TASK BRIEF:
In full and word for word, give the records again.

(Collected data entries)

---*---

use rayon::prelude::*;

/// Geometry of one level inside a packed pyramid.
#[derive(Clone, Copy, Debug, PartialEq, Eq)]
pub struct MipLevel {
    pub width: u32,
    pub height: u32,
    /// First element of this level in the packed buffer.
    pub offset: usize,
    /// Base pixels per level pixel along one axis (2^level).
    pub scale: u32,
}

impl MipLevel {
    pub fn len(&self) -> usize {
        self.width as usize * self.height as usize
    }

    pub fn is_empty(&self) -> bool {
        self.len() == 0
    }

    /// Index into the packed buffer for clamped coordinates.
    fn index(&self, x: i64, y: i64) -> usize {
        let x = x.clamp(0, self.width as i64 - 1) as usize;
        let y = y.clamp(0, self.height as i64 - 1) as usize;
        self.offset + x + y * self.width as usize
    }
}

/// Number of levels (at most `requested`) a `width` x `height` base can be
/// halved into while every level keeps at least one pixel.
pub fn level_count(width: u32, height: u32, requested: usize) -> usize {
    let mut count = 0;
    let (mut w, mut h) = (width, height);
    while count < requested && w >= 1 && h >= 1 {
        count += 1;
        w /= 2;
        h /= 2;
    }
    count
}

/// Number of levels whose dimensions both stay at or above `min_size`.
/// The base level always counts, however small.
pub fn level_count_min_size(width: u32, height: u32, min_size: u32) -> usize {
    let mut count = 1;
    let (mut w, mut h) = (width / 2, height / 2);
    while w >= min_size && h >= min_size {
        count += 1;
        w /= 2;
        h /= 2;
    }
    count
}

/// Level geometry for a packed pyramid. Each level halves the previous one
/// (rounding down) and is stored directly after it.
pub fn layout(width: u32, height: u32, count: usize) -> Vec<MipLevel> {
    let mut levels = Vec::with_capacity(count);
    let (mut w, mut h, mut offset) = (width, height, 0usize);
    for k in 0..count {
        levels.push(MipLevel {
            width: w,
            height: h,
            offset,
            scale: 1 << k,
        });
        offset += w as usize * h as usize;
        w /= 2;
        h /= 2;
    }
    levels
}

/// 2x2 box filter of a `width` x `height` plane into `dst`, which must
/// hold `(width / 2) * (height / 2)` values.
pub fn downsample_into(src: &[f32], width: u32, dst: &mut [f32], dst_width: u32) {
    let (sw, dw) = (width as usize, dst_width as usize);
    for (y, row) in dst.chunks_mut(dw).enumerate() {
        for (x, out) in row.iter_mut().enumerate() {
            *out = box_sample(src, sw, x, y);
        }
    }
}

fn box_sample(src: &[f32], src_width: usize, x: usize, y: usize) -> f32 {
    let top = 2 * y * src_width + 2 * x;
    let bottom = top + src_width;
    (src[top] + src[top + 1] + src[bottom] + src[bottom + 1]) * 0.25
}

/// A single-channel pyramid stored as one contiguous buffer with a level
/// table. Built level by level, each level reads the one before it.
#[derive(Clone, Debug, PartialEq)]
pub struct PackedPyramid {
    pub data: Vec<f32>,
    pub levels: Vec<MipLevel>,
}

impl PackedPyramid {
    /// Sequential construction from a base plane.
    pub fn build(base: &[f32], width: u32, height: u32, count: usize) -> Self {
        let levels = layout(width, height, count);
        let mut data = vec![0.0; total_len(&levels)];
        data[..base.len()].copy_from_slice(base);
        for k in 1..levels.len() {
            let (prev, next) = (levels[k - 1], levels[k]);
            if next.is_empty() {
                continue;
            }
            let (head, tail) = data.split_at_mut(next.offset);
            downsample_into(
                &head[prev.offset..prev.offset + prev.len()],
                prev.width,
                &mut tail[..next.len()],
                next.width,
            );
        }
        Self { data, levels }
    }

    /// Same result as [`PackedPyramid::build`], rows of each level computed
    /// in parallel.
    pub fn build_parallel(base: &[f32], width: u32, height: u32, count: usize) -> Self {
        let levels = layout(width, height, count);
        let mut data = vec![0.0; total_len(&levels)];
        data[..base.len()].copy_from_slice(base);
        for k in 1..levels.len() {
            let (prev, next) = (levels[k - 1], levels[k]);
            if next.is_empty() {
                continue;
            }
            let (head, tail) = data.split_at_mut(next.offset);
            let src = &head[prev.offset..prev.offset + prev.len()];
            let sw = prev.width as usize;
            tail[..next.len()]
                .par_chunks_mut(next.width as usize)
                .enumerate()
                .for_each(|(y, row)| {
                    for (x, out) in row.iter_mut().enumerate() {
                        *out = box_sample(src, sw, x, y);
                    }
                });
        }
        Self { data, levels }
    }

    pub fn len(&self) -> usize {
        self.levels.len()
    }

    pub fn is_empty(&self) -> bool {
        self.levels.is_empty()
    }

    pub fn level(&self, k: usize) -> &[f32] {
        let l = self.levels[k];
        &self.data[l.offset..l.offset + l.len()]
    }

    /// Sample level `k` with clamped coordinates.
    pub fn sample(&self, k: usize, x: i64, y: i64) -> f32 {
        self.data[self.levels[k].index(x, y)]
    }
}

pub fn total_len(levels: &[MipLevel]) -> usize {
    levels.last().map_or(0, |l| l.offset + l.len())
}
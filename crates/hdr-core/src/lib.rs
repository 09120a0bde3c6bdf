pub mod codec;
pub mod color;
pub mod error;
pub mod filter;
pub mod filters;
pub mod host;
pub mod params;
pub mod pixel_buf;
pub mod pyramid;
pub mod reduce;
pub mod status;

pub use error::FilterError;
pub use filter::{Backend, Filter, FilterKind, Method, RunOutcome, VerifyReport};
pub use host::HostBackend;
pub use params::{DeviceType, FilterSettings, Interop, Params};
pub use pixel_buf::{Exposure, ExposureSet, FilterInput, PixelBuffer};
pub use status::StatusSink;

---*---

TASK SOLUTION:
use rayon::prelude::*;

/// Geometry of one level inside a packed pyramid.
#[derive(Clone, Copy, Debug, PartialEq, Eq)]
pub struct MipLevel {
    pub width: u32,
    pub height: u32,
    /// First element of this level in the packed buffer.
    pub offset: usize,
    /// Base pixels per level pixel along one axis (2^level).
    pub scale: u32,
}

impl MipLevel {
    pub fn len(&self) -> usize {
        self.width as usize * self.height as usize
    }

    pub fn is_empty(&self) -> bool {
        self.len() == 0
    }

    /// Index into the packed buffer for clamped coordinates.
    fn index(&self, x: i64, y: i64) -> usize {
        let x = x.clamp(0, self.width as i64 - 1) as usize;
        let y = y.clamp(0, self.height as i64 - 1) as usize;
        self.offset + x + y * self.width as usize
    }
}

/// Number of levels (at most `requested`) a `width` x `height` base can be
/// halved into while every level keeps at least one pixel.
pub fn level_count(width: u32, height: u32, requested: usize) -> usize {
    let mut count = 0;
    let (mut w, mut h) = (width, height);
    while count < requested && w >= 1 && h >= 1 {
        count += 1;
        w /= 2;
        h /= 2;
    }
    count
}

/// Number of levels whose dimensions both stay at or above `min_size`.
/// The base level always counts, however small.
pub fn level_count_min_size(width: u32, height: u32, min_size: u32) -> usize {
    let mut count = 1;
    let (mut w, mut h) = (width / 2, height / 2);
    while w >= min_size && h >= min_size {
        count += 1;
        w /= 2;
        h /= 2;
    }
    count
}

/// Level geometry for a packed pyramid. Each level halves the previous one
/// (rounding down) and is stored directly after it.
pub fn layout(width: u32, height: u32, count: usize) -> Vec<MipLevel> {
    let mut levels = Vec::with_capacity(count);
    let (mut w, mut h, mut offset) = (width, height, 0usize);
    for k in 0..count {
        levels.push(MipLevel {
            width: w,
            height: h,
            offset,
            scale: 1 << k,
        });
        offset += w as usize * h as usize;
        w /= 2;
        h /= 2;
    }
    levels
}

/// 2x2 box filter of a `width` x `height` plane into `dst`, which must
/// hold `(width / 2) * (height / 2)` values.
pub fn downsample_into(src: &[f32], width: u32, dst: &mut [f32], dst_width: u32) {
    let (sw, dw) = (width as usize, dst_width as usize);
    for (y, row) in dst.chunks_mut(dw).enumerate() {
        for (x, out) in row.iter_mut().enumerate() {
            *out = box_sample(src, sw, x, y);
        }
    }
}

fn box_sample(src: &[f32], src_width: usize, x: usize, y: usize) -> f32 {
    let top = 2 * y * src_width + 2 * x;
    let bottom = top + src_width;
    (src[top] + src[top + 1] + src[bottom] + src[bottom + 1]) * 0.25
}

/// A single-channel pyramid stored as one contiguous buffer with a level
/// table. Built level by level, each level reads the one before it.
#[derive(Clone, Debug, PartialEq)]
pub struct PackedPyramid {
    pub data: Vec<f32>,
    pub levels: Vec<MipLevel>,
}

impl PackedPyramid {
    /// Sequential construction from a base plane.
    pub fn build(base: &[f32], width: u32, height: u32, count: usize) -> Self {
        let levels = layout(width, height, count);
        let mut data = vec![0.0; total_len(&levels)];
        data[..base.len()].copy_from_slice(base);
        for k in 1..levels.len() {
            let (prev, next) = (levels[k - 1], levels[k]);
            if next.is_empty() {
                continue;
            }
            let (head, tail) = data.split_at_mut(next.offset);
            downsample_into(
                &head[prev.offset..prev.offset + prev.len()],
                prev.width,
                &mut tail[..next.len()],
                next.width,
            );
        }
        Self { data, levels }
    }

    /// Same result as [`PackedPyramid::build`], rows of each level computed
    /// in parallel.
    pub fn build_parallel(base: &[f32], width: u32, height: u32, count: usize) -> Self {
        let levels = layout(width, height, count);
        let mut data = vec![0.0; total_len(&levels)];
        data[..base.len()].copy_from_slice(base);
        for k in 1..levels.len() {
            let (prev, next) = (levels[k - 1], levels[k]);
            if next.is_empty() {
                continue;
            }
            let (head, tail) = data.split_at_mut(next.offset);
            let src = &head[prev.offset..prev.offset + prev.len()];
            let sw = prev.width as usize;
            tail[..next.len()]
                .par_chunks_mut(next.width as usize)
                .enumerate()
                .for_each(|(y, row)| {
                    for (x, out) in row.iter_mut().enumerate() {
                        *out = box_sample(src, sw, x, y);
                    }
                });
        }
        Self { data, levels }
    }

    pub fn len(&self) -> usize {
        self.levels.len()
    }

    pub fn is_empty(&self) -> bool {
        self.levels.is_empty()
    }

    pub fn level(&self, k: usize) -> &[f32] {
        let l = self.levels[k];
        &self.data[l.offset..l.offset + l.len()]
    }

    /// Sample level `k` with clamped coordinates.
    pub fn sample(&self, k: usize, x: i64, y: i64) -> f32 {
        self.data[self.levels[k].index(x, y)]
    }
}

pub fn total_len(levels: &[MipLevel]) -> usize {
    levels.last().map_or(0, |l| l.offset + l.len())
}
filename crates/hdr-core/src/lib.rs
repository 09120a0bde3c6bdf
pub mod codec;
pub mod color;
pub mod error;
pub mod filter;
pub mod filters;
pub mod host;
pub mod params;
pub mod pixel_buf;
pub mod pyramid;
pub mod reduce;
pub mod status;

pub use error::FilterError;
pub use filter::{Backend, Filter, FilterKind, Method, RunOutcome, VerifyReport};
pub use host::HostBackend;
pub use params::{DeviceType, FilterSettings, Interop, Params};
pub use pixel_buf::{Exposure, ExposureSet, FilterInput, PixelBuffer};
pub use status::StatusSink;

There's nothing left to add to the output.